Pero hay algo que va a romper, a quebrantar la consistencia de este particular, en el que todo se puede predecir, en el que el destino está marcado y John está destinado a ser un asesino. En el tiempo 2, este particular soportado en las certidumbres yoicas se resquebraja en el instante en que John se encuentra frente al supuesto secuestrador de su hijo. Él estaba dispuesto a disparar, tal cual lo habían predecido los precognitivos; pero en el momento de hacerlo desiste. Es aquí cuando surge lo imprevisible y recibe un comentario de su víctima. Una verdad no prevista, invención de la situación misma. Lo interesante es que John hace algo diferente a lo que estaba destinado. Hay una decisión que quiebra ese destino. Al no matar al supuesto secuestrador de su hijo, se abre una dimensión no prevista. Éste le revela haber sido contratado para hacerse pasar por el raptor. Ante esta revelación John no tiene a quién atribuirle la culpa por la desaparición de su hijo. Un dato de la realidad, algo vivido como ajeno a las certidumbres yoicas, lo interpela, abriendo así la brecha entra la necesidad y el azar, dando lugar a la responsabilidad subjetiva. La empresa que lo obsesionaba se torna inútil. Ese instante de vacilación frente a la acción de matar, esa detención, posibilitó la abertura de una brecha; le devolvió aquello imprevisto (lo no calculado). Rompe con su destino y con la repetición, esto es lo que posibilita el tercer tiempo. Si la posición anterior se reveló como inútil, ¿entonces qué? Él tenía un enemigo inexistente, por lo tanto pierde consistencia lo que él iba a hacer y su destino. Es entonces en este punto donde se abre otra posibilidad.
El problema con el que nos encontramos es que el film dificulta la ubicación de estos tiempos lógicos porque el universo ficcional planteado por la ciencia ficción tiene su propia lógica, lo que nos llevó a cierto forzamiento para arribar a esta conclusión. Por otra parte, la situación planteada se juega en el límite más álgido, el de la desaparición de un hijo, además supuestamente secuestrado por alguien. Haciendo estas salvedades pensamos que se podría ubicar un tercer tiempo en el que el personaje al final de la película se reencuentra con su mujer y realizan juntos el proceso de duelo por el hijo perdido, lloran y expresan cuánto lo extrañan y a su vez esperan un nuevo hijo. Hay un cambio de posición subjetiva, John rompe con la repetición y se va del Departamento de Pre-crimen. Hay una rectificación subjetiva porque ahí no le puede atribuir a ningún otro la culpa por el secuestro de su hijo en los términos en los que él se lo atribuía y asume su responsabilidad en dicho acontecimiento. Aquí nos referimos a la responsabilidad subjetiva frente a la negligencia por la desaparición de su hijo. En este tercer tiempo el sujeto se hace responsable subjetivamente de aquello propio pero no sabido e inconsciente que se jugó en el tiempo 1. Este tiempo se abre debido a que el tiempo 1 no puede ser borrado sino que se trata de cómo se posiciona el sujeto frente a eso. Y en este caso ha modificado su posición, dejando de lado el sentimiento de culpa para responder frente a su deseo, inscribiendo un acto que produce un $.

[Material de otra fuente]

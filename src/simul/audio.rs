//! Audio input utilities.
//!
//! This module contains conversions for incoming audio and the append-only
//! [`SegmentBuffer`] that holds one utterance's samples.

use tracing::debug;

use crate::types::SampleRate;

/// Convert raw audio bytes (16-bit little-endian PCM) to floating point samples.
///
/// A trailing odd byte is ignored.
pub fn bytes_to_f32_samples(audio_bytes: &[u8]) -> Vec<f32> {
    audio_bytes
        .chunks_exact(2)
        .map(|chunk| {
            let sample = i16::from_le_bytes([chunk[0], chunk[1]]);
            sample as f32 / 32768.0
        })
        .collect()
}

/// Average interleaved channels into a mono signal.
///
/// `interleaved.len()` must be a multiple of `channels`; any partial trailing
/// frame is dropped.
pub fn downmix_to_mono(interleaved: &[f32], channels: u16) -> Vec<f32> {
    let channels = channels.max(1) as usize;
    if channels == 1 {
        return interleaved.to_vec();
    }
    interleaved
        .chunks_exact(channels)
        .map(|frame| frame.iter().sum::<f32>() / channels as f32)
        .collect()
}

/// Linearly resample `samples` from rate `from` to rate `to`.
///
/// Output sample `i` sits at input position `i * from / to`, so resampling a
/// window depends only on that window's samples.
pub fn resample_linear(samples: &[f32], from: SampleRate, to: SampleRate) -> Vec<f32> {
    if from == to || samples.is_empty() {
        return samples.to_vec();
    }

    let out_len = (samples.len() as u64 * to.value() as u64 / from.value() as u64) as usize;
    let step = from.value() as f64 / to.value() as f64;
    let last = samples.len() - 1;

    (0..out_len)
        .map(|i| {
            let pos = i as f64 * step;
            let idx = pos.floor() as usize;
            if idx >= last {
                return samples[last];
            }
            let frac = (pos - idx as f64) as f32;
            samples[idx] * (1.0 - frac) + samples[idx + 1] * frac
        })
        .collect()
}

/// A chunk of input delivered by the harness in one step.
#[derive(Debug, Clone, Default, PartialEq)]
pub struct Segment {
    /// Samples, interleaved when the session has more than one channel
    pub samples: Vec<f32>,

    /// Whether this is the last chunk of the utterance
    pub finished: bool,
}

impl Segment {
    /// Create a segment that does not end the utterance.
    pub fn new(samples: Vec<f32>) -> Self {
        Self {
            samples,
            finished: false,
        }
    }

    /// Create the closing segment of an utterance.
    pub fn last(samples: Vec<f32>) -> Self {
        Self {
            samples,
            finished: true,
        }
    }
}

/// Read-only view of the buffered stream.
#[derive(Debug, Clone, Copy)]
pub struct StreamSnapshot<'a> {
    /// All mono samples of the current utterance
    pub samples: &'a [f32],

    /// Whether the source has finished
    pub finished: bool,
}

/// Append-only sample stream for one utterance.
///
/// Once finished, the stream accepts no further samples until it is cleared
/// for the next utterance.
#[derive(Debug)]
pub struct SegmentBuffer {
    /// Mono samples
    samples: Vec<f32>,

    /// Interleaved samples that do not yet form a whole frame
    partial_frame: Vec<f32>,

    /// Channels in incoming chunks
    channels: u16,

    /// Source finished flag
    finished: bool,
}

impl SegmentBuffer {
    /// Create an empty buffer for chunks with `channels` interleaved channels.
    pub fn new(channels: u16) -> Self {
        Self {
            samples: Vec::new(),
            partial_frame: Vec::new(),
            channels: channels.max(1),
            finished: false,
        }
    }

    /// Extend the stream with a chunk.
    pub fn append(&mut self, chunk: &[f32]) {
        if self.finished {
            debug!(
                "Dropping {} samples appended after the source finished",
                chunk.len()
            );
            return;
        }

        if self.channels == 1 {
            self.samples.extend_from_slice(chunk);
            return;
        }

        self.partial_frame.extend_from_slice(chunk);
        let whole = self.partial_frame.len() / self.channels as usize * self.channels as usize;
        let mono = downmix_to_mono(&self.partial_frame[..whole], self.channels);
        self.samples.extend_from_slice(&mono);
        self.partial_frame.drain(..whole);
    }

    /// Mark the source finished. Irreversible until [`SegmentBuffer::clear`].
    pub fn mark_finished(&mut self) {
        self.finished = true;
    }

    /// Current samples plus the finished flag.
    pub fn snapshot(&self) -> StreamSnapshot<'_> {
        StreamSnapshot {
            samples: &self.samples,
            finished: self.finished,
        }
    }

    /// Number of mono samples buffered.
    pub fn len(&self) -> usize {
        self.samples.len()
    }

    /// Check if the buffer is empty.
    pub fn is_empty(&self) -> bool {
        self.samples.is_empty()
    }

    /// Whether the source has finished.
    pub fn is_finished(&self) -> bool {
        self.finished
    }

    /// Interleaved channels per incoming frame.
    pub fn channels(&self) -> u16 {
        self.channels
    }

    /// Start a new utterance.
    pub(crate) fn clear(&mut self) {
        self.samples.clear();
        self.partial_frame.clear();
        self.finished = false;
    }
}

La responsabilidad subjetiva adviene en tanto John, desconociendo el porqué, se detiene y no mata. Aquello que se desencadena por no haber cumplido con su destino de matar lo interpela. Esto permite retrospectivamente leer el acto mismo de haberse detenido.

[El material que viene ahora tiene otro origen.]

//! Deterministic model used by the unit tests.
//!
//! ASR re-decodes from scratch (one token per `frames_per_token` encoder
//! frames), translation appends one token per upstream token and carries the
//! number of decoded positions as its state, and unit generation appends
//! `units_per_token` units per upstream token.

use std::sync::atomic::{AtomicBool, AtomicUsize, Ordering};
use std::sync::Arc;
use std::time::Duration;

use async_trait::async_trait;
use parking_lot::Mutex;

use crate::config::{AgentConfig, FeatureConfig, PolicyConfig, TrackConfig};
use crate::error::{DecodeError, ResourceReleaseError};
use crate::simul::features::FeatureFrame;
use crate::simul::model::{DecodeOutput, DecodeRequest, EncoderOutput, SpeechModel};
use crate::simul::vocab::{TextStyle, Vocabulary};
use crate::types::{Task, TokenId};

pub(crate) const TEST_SYMBOLS: [&str; 6] = ["▁the", "▁cat", "s", "▁sat", "▁on", "▁mat"];

fn token_at(position: usize, offset: usize) -> TokenId {
    TokenId(4 + ((position + offset) % TEST_SYMBOLS.len()) as u32)
}

pub(crate) struct ScriptedModel {
    frames_per_token: usize,
    units_per_token: usize,
    failing_task: Mutex<Option<Task>>,
    fail_encode: AtomicBool,
    fail_release: AtomicBool,
    delay: Mutex<Option<Duration>>,
    calls: Mutex<Vec<(Task, Option<usize>)>>,
    releases: AtomicUsize,
    encodes: AtomicUsize,
}

impl ScriptedModel {
    pub(crate) fn new(frames_per_token: usize) -> Self {
        Self {
            frames_per_token: frames_per_token.max(1),
            units_per_token: 2,
            failing_task: Mutex::new(None),
            fail_encode: AtomicBool::new(false),
            fail_release: AtomicBool::new(false),
            delay: Mutex::new(None),
            calls: Mutex::new(Vec::new()),
            releases: AtomicUsize::new(0),
            encodes: AtomicUsize::new(0),
        }
    }

    pub(crate) fn fail_task(&self, task: Option<Task>) {
        *self.failing_task.lock() = task;
    }

    pub(crate) fn fail_encode(&self, fail: bool) {
        self.fail_encode.store(fail, Ordering::SeqCst);
    }

    pub(crate) fn fail_release(&self, fail: bool) {
        self.fail_release.store(fail, Ordering::SeqCst);
    }

    pub(crate) fn set_delay(&self, delay: Option<Duration>) {
        *self.delay.lock() = delay;
    }

    /// `(task, upstream length)` for every decode step, in call order.
    pub(crate) fn calls(&self) -> Vec<(Task, Option<usize>)> {
        self.calls.lock().clone()
    }

    pub(crate) fn releases(&self) -> usize {
        self.releases.load(Ordering::SeqCst)
    }

    pub(crate) fn encodes(&self) -> usize {
        self.encodes.load(Ordering::SeqCst)
    }

    async fn pause(&self) {
        let delay = *self.delay.lock();
        if let Some(delay) = delay {
            tokio::time::sleep(delay).await;
        }
    }
}

#[async_trait]
impl SpeechModel for ScriptedModel {
    type State = usize;

    async fn encode(&self, frames: &[FeatureFrame]) -> Result<EncoderOutput, DecodeError> {
        self.pause().await;
        if self.fail_encode.load(Ordering::SeqCst) {
            return Err(DecodeError::Encoder("scripted encoder failure".into()));
        }
        self.encodes.fetch_add(1, Ordering::SeqCst);
        let data = frames
            .iter()
            .map(|f| f.as_slice().first().copied().unwrap_or(0.0))
            .collect();
        EncoderOutput::new(frames.len(), 1, data)
    }

    async fn decode_step(
        &self,
        request: DecodeRequest<'_>,
        state: Option<&usize>,
    ) -> Result<DecodeOutput<usize>, DecodeError> {
        self.pause().await;
        self.calls
            .lock()
            .push((request.task, request.upstream.map(|u| u.len())));
        if *self.failing_task.lock() == Some(request.task) {
            return Err(DecodeError::Decoder {
                task: request.task,
                message: "scripted decoder failure".into(),
            });
        }

        match request.task {
            Task::Asr => {
                let count = request.encoder_output.frames() / self.frames_per_token;
                Ok(DecodeOutput::full(
                    (0..count).map(|i| token_at(i, 0)).collect(),
                ))
            }
            Task::Translation | Task::Unit => {
                let per_token = if request.task == Task::Unit {
                    self.units_per_token
                } else {
                    1
                };
                let target = request.upstream.map(|u| u.len()).unwrap_or(0) * per_token;
                let decoded = state.copied().unwrap_or(0);
                let tokens: Vec<TokenId> = (decoded..target.max(decoded))
                    .take(request.max_new_tokens)
                    .map(|i| token_at(i, 3))
                    .collect();
                let next = decoded + tokens.len();
                Ok(DecodeOutput::append(tokens, next))
            }
        }
    }

    fn release_state(&self, task: Task, _state: usize) -> Result<(), ResourceReleaseError> {
        if self.fail_release.load(Ordering::SeqCst) {
            return Err(ResourceReleaseError {
                task,
                message: "scripted release failure".into(),
            });
        }
        self.releases.fetch_add(1, Ordering::SeqCst);
        Ok(())
    }

    fn vocabulary(&self, _task: Task) -> Option<Arc<Vocabulary>> {
        Some(Arc::new(Vocabulary::from_symbols(TEST_SYMBOLS)))
    }
}

/// 16 kHz, 10/25 ms framing, small feature width.
pub(crate) fn test_config() -> AgentConfig {
    AgentConfig {
        features: FeatureConfig {
            sample_rate_hz: 16000,
            target_sample_rate_hz: 16000,
            feature_dim: 8,
            ..Default::default()
        },
        policy: PolicyConfig::default(),
        tracks: vec![TrackConfig::primary(Task::Asr)],
        sink: Default::default(),
    }
}

/// ASR → translation (primary) → units.
pub(crate) fn cascade_config() -> AgentConfig {
    AgentConfig {
        tracks: vec![
            TrackConfig::primary(Task::Asr).with_primary(false),
            TrackConfig::dependent(Task::Translation, Task::Asr).with_primary(true),
            TrackConfig::dependent(Task::Unit, Task::Translation).with_style(TextStyle::Units),
        ],
        ..test_config()
    }
}

pub(crate) fn tone(len: usize) -> Vec<f32> {
    (0..len)
        .map(|i| (i as f32 * 0.05).sin() * 0.3)
        .collect()
}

3. Establezca los elementos de azar y necesidad presentes en la situación, consignando los indicadores respectivos.
En la escena en la que el niño desaparece, padre e hijo estaban jugando a ver cuánto aguantaba cada uno sin respirar abajo del agua. La pauta del juego implicaba que un determinado tiempo él no iba a ver al hijo (cuando se encontraba bajo el agua y Sean le tomaba el tiempo), y es justo en ese tiempo donde acontece algo: Sean desaparece. En las pautas establecidas para este juego podemos ubicar algo del orden de la necesidad. Pero, ¿por qué ha desaparecido su hijo y no otro niño de la pileta? Esto sólo se lo atribuimos al azar. Causa y efecto se ven desconectados, algo incalculado, imprevisible ocurre. Y bien, ¿cuál es aquí la responsabilidad de John? La responsabilidad se instala en la grieta entre la necesidad y el azar. El campo de determinación no es ajeno a la responsabilidad, hay una posición del sujeto frente a lo sucedido.

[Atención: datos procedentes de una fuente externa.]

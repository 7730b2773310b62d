//! Simultaneous agent facade.
//!
//! Bundles a [`Session`] with the [`PolicyEngine`] that drives it. The model is
//! shared through an `Arc`, so any number of agents can run side by side on
//! separate tasks.

use std::sync::Arc;

use crate::config::AgentConfig;
use crate::error::{DecodeError, Result};
use crate::simul::audio::{bytes_to_f32_samples, Segment};
use crate::simul::model::SpeechModel;
use crate::simul::policy::{Action, PolicyEngine};
use crate::simul::session::{LifecycleController, Session};
use crate::simul::sink::TextSink;
use crate::telemetry::metrics::SessionStats;

/// One streaming agent: session state plus policy.
pub struct SimulAgent<M: SpeechModel> {
    session: Session<M>,
    engine: PolicyEngine,
}

impl<M: SpeechModel> SimulAgent<M> {
    /// Create an agent. Every configuration problem is reported here.
    pub fn new(model: Arc<M>, config: &AgentConfig) -> Result<Self> {
        let engine = PolicyEngine::new(config)?;
        let session = Session::new(model, config)?;
        Ok(Self { session, engine })
    }

    /// Log finished utterances to `sink`.
    pub fn with_sink(mut self, sink: TextSink) -> Self {
        self.engine = self.engine.with_sink(sink);
        self
    }

    /// Append a segment of samples.
    pub fn push(&mut self, segment: &Segment) {
        self.session.push(segment);
    }

    /// Append a chunk of 16-bit little-endian PCM.
    pub fn push_pcm16(&mut self, audio_bytes: &[u8], finished: bool) {
        let segment = Segment {
            samples: bytes_to_f32_samples(audio_bytes),
            finished,
        };
        self.session.push(&segment);
    }

    /// Run one policy turn.
    pub async fn policy(&mut self) -> std::result::Result<Action, DecodeError> {
        self.engine.step(&mut self.session).await
    }

    /// Abandon the current utterance.
    pub fn reset(&mut self) {
        LifecycleController::reset(&mut self.session);
    }

    pub fn session(&self) -> &Session<M> {
        &self.session
    }

    pub fn engine(&self) -> &PolicyEngine {
        &self.engine
    }

    /// Per-session counters.
    pub fn stats(&self) -> &SessionStats {
        self.session.stats()
    }
}

#[cfg(test)]
mod tests {
    use super::*;
    use crate::simul::policy::PolicyState;
    use crate::simul::testing::{cascade_config, test_config, tone, ScriptedModel};

    #[test]
    fn test_invalid_config_fails_construction() {
        let mut config = test_config();
        config.features.window_ms = 5;
        config.features.shift_ms = 10;
        assert!(SimulAgent::new(Arc::new(ScriptedModel::new(1)), &config).is_err());

        let mut config = test_config();
        config.tracks[0].primary = false;
        assert!(SimulAgent::new(Arc::new(ScriptedModel::new(1)), &config).is_err());
    }

    #[tokio::test]
    async fn test_pcm16_input() {
        let mut agent = SimulAgent::new(Arc::new(ScriptedModel::new(2)), &test_config()).unwrap();
        let bytes: Vec<u8> = tone(1600)
            .iter()
            .flat_map(|s| ((s * 32767.0) as i16).to_le_bytes())
            .collect();

        agent.push_pcm16(&bytes, true);
        assert_eq!(agent.session().buffered_samples(), 1600);
        let action = agent.policy().await.unwrap();
        assert!(action.is_finished());
        assert_eq!(action.content(), "the cats sat");
        assert_eq!(agent.stats().writes(), 1);
    }

    #[tokio::test]
    async fn test_reset_abandons_utterance() {
        let mut agent = SimulAgent::new(Arc::new(ScriptedModel::new(2)), &cascade_config()).unwrap();
        agent.push(&Segment::new(tone(1600)));
        agent.policy().await.unwrap();
        assert!(agent.session().primary_track().len() > 0);

        agent.reset();
        assert_eq!(agent.session().buffered_samples(), 0);
        assert!(agent.session().primary_track().is_empty());
        assert_eq!(agent.session().state(), PolicyState::AwaitingInput);
        assert_eq!(agent.policy().await.unwrap(), Action::Read);
    }

    #[tokio::test]
    async fn test_sessions_share_model_across_tasks() {
        let model = Arc::new(ScriptedModel::new(3));
        let config = cascade_config();

        let mut handles = Vec::new();
        for offset in 0..2usize {
            let mut agent = SimulAgent::new(Arc::clone(&model), &config).unwrap();
            handles.push(tokio::spawn(async move {
                let audio = tone(3200 + offset * 800);
                let mut output = String::new();
                for chunk in audio.chunks(400) {
                    agent.push(&Segment::new(chunk.to_vec()));
                    output.push_str(agent.policy().await.unwrap().content());
                }
                agent.push(&Segment::last(Vec::new()));
                let last = agent.policy().await.unwrap();
                assert!(last.is_finished());
                output.push_str(last.content());
                output
            }));
        }

        let mut outputs = Vec::new();
        for handle in handles {
            outputs.push(handle.await.unwrap());
        }
        assert!(!outputs[0].is_empty());
        assert!(outputs[1].starts_with(&outputs[0]));
        assert!(outputs[1].len() > outputs[0].len());
    }
}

John es responsable; no de que haya raptores, pero sí en el sentido de que posiblemente él podría haber previsto algún peligro. Para la culpabilidad inconsciente él es el asesino (“si lo hubiese estado mirando en vez de estar abajo del agua, no lo hubieran raptado”). En cambio para la responsabilidad subjetiva, en esa coyuntura, algo acontece que está más allá del alcance del sujeto.
Del lado de la necesidad ubicamos que John está destinado a ser un asesino. Podemos pensar así las premoniciones como mandatos, ubicando aquí un problema (el destino como mandato). El destino de John era matar al supuesto secuestrador de su hijo pero al no hacerlo, da vuelta su destino y se le revela otra cosa. John está determinado a matar (terreno de la necesidad); al no matar permite que el otro le diga algo que es imprevisible (terreno del azar). Y esto lo posiciona subjetivamente de modo diferente. La responsabilidad subjetiva alude a que uno no puede manejar todas las variables. Aunque él busque toda la vida al secuestrador y lo encuentre hay algo de su propia responsabilidad en la situación. Ese instante perdido de la desaparición de su hijo no lo puede recuperar por más que mate al secuestrador. Aquí está la culpa como el reverso de la responsabilidad. En el hecho de querer matar al supuesto secuestrador, podemos ubicar una figura de la culpa en la que John trata de desligarse de lo que pasa y responsabilizar a un otro. Podemos pensar aquí además de la proyección de la culpa, a la venganza como una variable pulsional en juego.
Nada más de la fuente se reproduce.